Dataset entries:
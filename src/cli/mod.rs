pub mod commands;

use clap::{Parser, Subcommand};

#[derive(Parser)]
#[command(
    name = "adprompt",
    author = "Christian Weinmayr",
    version,
    about = "🍌 AdPrompt CLI - Nano Banana Pro prompts for convenience store digital signage",
    long_about = r#"🍌 AdPrompt CLI - Nano Banana Pro prompts for convenience store digital signage

Describe a product and its target audience; a chat model acting as a DOOH
creative director returns a structured creative brief with an image prompt.
Optionally the prompt is rendered right away by an image model.

SETUP:
  Set your API key via environment variable, flag or config:
    export OPENAI_API_KEY=your-key-here
    adprompt generate ... --api-key your-key-here
    adprompt config set api.key your-key-here

EXAMPLES:
  Generate a creative brief:
    adprompt generate "Premium Pudding" --features "Hokkaido cream, golden package"
    adprompt g "Iced Matcha Latte" --age 25 --gender female --orientation portrait

  Use a product photo as visual reference:
    adprompt generate "Premium Pudding" --image pudding.jpg

  Also render the image:
    adprompt generate "Premium Pudding" --render

  Manage configuration:
    adprompt config show
    adprompt config set defaults.layout sizzle-focus

OUTPUT FORMATS:
  --format text   Human-readable output (default)
  --format json   Machine-readable JSON of the whole submission
  --format quiet  Just the exported prompt file path (and image path)"#,
    after_help = r#"CONFIGURATION:
  Config file: ~/.config/adprompt-cli/config.toml (Linux)

  Layouts: full-image, text-heavy, four-grid, split, sizzle-focus
  Orientations: landscape (16:9), portrait (9:16)

MORE INFO:
  GitHub: https://github.com/christianweinmayr/nanobanan-cli"#
)]
pub struct Cli {
    #[command(subcommand)]
    pub command: Commands,
}

#[derive(Subcommand)]
pub enum Commands {
    /// Generate a creative brief and image prompt for a product
    ///
    /// Sends the product and audience details to the chat model, prints the
    /// strategy, and saves the image prompt as nano_banana_prompt.json.
    #[command(
        alias = "g",
        after_help = r#"EXAMPLES:
  Basic brief:
    adprompt generate "Premium Pudding"

  Targeted brief:
    adprompt generate "Protein Bar" --age 22 --gender male --income low --customer repeater

  Portrait screen with a text-heavy layout:
    adprompt generate "Hot Oden Set" --orientation portrait --layout text-heavy

  With product photo and image rendering:
    adprompt generate "Premium Pudding" --image pudding.jpg --render

  JSON output for scripts:
    adprompt generate "Premium Pudding" --format json"#
    )]
    Generate(commands::generate::GenerateArgs),

    /// View or modify configuration
    ///
    /// Manage the API key, models, form defaults and output settings.
    /// Changes are saved to the config file immediately.
    #[command(
        alias = "c",
        after_help = r#"EXAMPLES:
  Show all settings:
    adprompt config show

  Get a specific value:
    adprompt config get defaults.orientation

  Set values:
    adprompt config set api.key YOUR_API_KEY
    adprompt config set defaults.orientation portrait
    adprompt config set output.render_image true

  Show config file path:
    adprompt config path

  Reset to defaults:
    adprompt config reset --force

AVAILABLE SETTINGS:
  api.key                - API key
  api.base_url           - API base URL (OpenAI compatible)
  api.chat_model         - Chat model for the creative brief
  api.image_model        - Image model for rendering
  api.temperature        - Chat sampling temperature (0.0-2.0)
  defaults.orientation   - landscape / portrait
  defaults.layout        - Default layout
  defaults.gender        - male / female / other
  defaults.income        - high / medium / low
  defaults.customer_type - new / repeater
  defaults.age           - Default target age (10-90)
  output.directory       - Where to save files
  output.render_image    - Run the image stage by default (true/false)
  output.download_image  - Download rendered images (true/false)
  output.display         - Display mode (terminal/none)"#
    )]
    Config(commands::config::ConfigArgs),
}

### What to produce
Gather every line from the entries above where the word "prompts" appears, and copy them.

### Written solution
    about = "🍌 AdPrompt CLI - Nano Banana Pro prompts for convenience store digital signage",
    long_about = r#"🍌 AdPrompt CLI - Nano Banana Pro prompts for convenience store digital signage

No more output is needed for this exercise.